Os indígenas também conquistam espaços fora do Brasil, como foi o caso do Rodrigo Portella, da etnia Guaraní Ñhandewa. Ele prestou o vestibular em 2007 na Universidade Federal do Paraná, e precisou suspender a graduação porque teve a oportunidade de estudar música na Europa (Holanda). Após três anos morando no Exterior, retornou ao país e começou a trabalhar em uma orquestra sinfônica. Em 2022 prestou o vestibular novamente para Licenciatura em Música na Universidade Estadual do Paraná (Unespar), para concluir o curso.
“O ensino superior é fundamental para os povos originários, os indígenas também são capazes de alcançar seus objetivos. A educação prepara e expande o conhecimento principalmente para as novas gerações que nasceram em um mundo tecnológico”, ressalta.
Filho de mãe indígena e pai não indígena, ele nasceu na Terra Indígena Laranjinha, no Norte Pioneiro, onde viveu até os 12 anos de idade. Rodrigo é violinista, assim como o pai que incentivou o filho para atuar na área da música.
PROGRESSO/SUCESSÃO – Além da graduação, os indígenas também procuram dar continuidade aos estudos, como é o caso de Irismar dos Santos. Ela é da etnia Guarani e nasceu na Terra Indígena São Jerônimo da Serra, na região Norte do Estado.
Há 10 anos atua na área da educação, fez magistério indígena, concluiu o curso de Pedagogia pela UEM em 2020 e concluiu a especialização em Gestão Escolar Indígena. Atualmente, cursa o mestrado vinculado ao Programa de Pós-Graduação em Educação na UEM e planeja dar sequência aos estudos no doutorado.
Irismar acredita que a educação é um caminho importante para o fortalecimento dos povos indígenas. “Para nós indígenas, concluir uma graduação fortalece a nossa identidade e é uma forma de resistência contra o preconceito, assim podemos assumir a nossa própria educação, nas universidades, atuando como professor universitário. A universidade também é o nosso território, é o local onde adquirimos conhecimentos para defender os nossos direitos”, afirmou.
Atualmente ela trabalha como educadora social em uma associação indigenista em Maringá que auxilia 60 famílias da etnia Kaingang da Terra Indígena Ivaí, próxima ao município de Manoel Ribas, no Centro do Paraná.
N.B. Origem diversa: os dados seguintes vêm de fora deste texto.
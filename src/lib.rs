//! Live bidirectional audio session core for the Hypley assistant
//!
//! Manages one real-time duplex audio/video stream to the model endpoint:
//! microphone and screen frames go up, synthesized audio and transcripts
//! come down. The [`session::LiveSessionController`] owns the connection
//! lifecycle; [`playback`] schedules the returned audio gaplessly;
//! [`transcript`] turns streamed fragments into whole, turn-bounded
//! messages.
//!
//! The UI, the text-completion calls and the document store are external
//! collaborators reached through the [`session::EventSink`],
//! [`store::ConversationStore`] and [`capture::FrameSource`] seams.
//!
//! # Typical wiring
//!
//! ```ignore
//! let persona = PersonaConfig::for_voice(Voice::Kore, None);
//! let sink = DeviceOutput::new()?;
//! let (events_tx, events_rx) = tokio::sync::mpsc::unbounded_channel();
//!
//! let mut session = LiveSessionController::new(persona, sink, Arc::new(events_tx));
//! session.start(&settings::api_key().ok_or(LiveError::MissingApiKey)?)?;
//! session.start_microphone(None)?;
//! // drain events_rx, persist transcripts, drive the UI...
//! session.close().await;
//! ```

pub mod capture;
pub mod codec;
pub mod persona;
pub mod playback;
pub mod session;
pub mod settings;
pub mod store;
pub mod transcript;

pub use capture::{FrameSource, MicrophoneCapture, ScreenSource, VisionCapture};
pub use codec::AudioFrame;
pub use persona::{PersonaConfig, Voice};
pub use playback::{DeviceOutput, OutputSink, PlaybackScheduler};
pub use session::{
    EventSink, LiveError, LiveSessionController, SessionEvent, SessionState,
};
pub use transcript::TranscriptAccumulator;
Irismar desenvolve atividades pedagógicas com cerca de 20 crianças. A aptidão para trabalhar com educação indígena também foi passada para o filho Jean de 22 anos que, assim como a mãe, ingressou na UEM para cursar Pedagogia e dar continuidade ao trabalho de ensinar as crianças indígenas.
INCENTIVO – A Comissão Universidade para os Povos Indígena (Cuia) é a entidade responsável por acompanhar pedagogicamente e garantir a permanência dos alunos nas universidades. A comissão é formada por representantes da Secretaria de Ciência, Tecnologia e Ensino Superior (Seti) e das oito universidades.
“Nas universidades, os estudantes indígenas estão longe de casa e inseridos em uma cultura diferente e por isso precisam de apoio e incentivo para ingressar e continuar no ensino superior”, como explica Sandra Cristina Ferreira, assessora da Coordenadoria de Ensino Superior, Pesquisa e Extensão da Seti e representante da instituição na Cuia.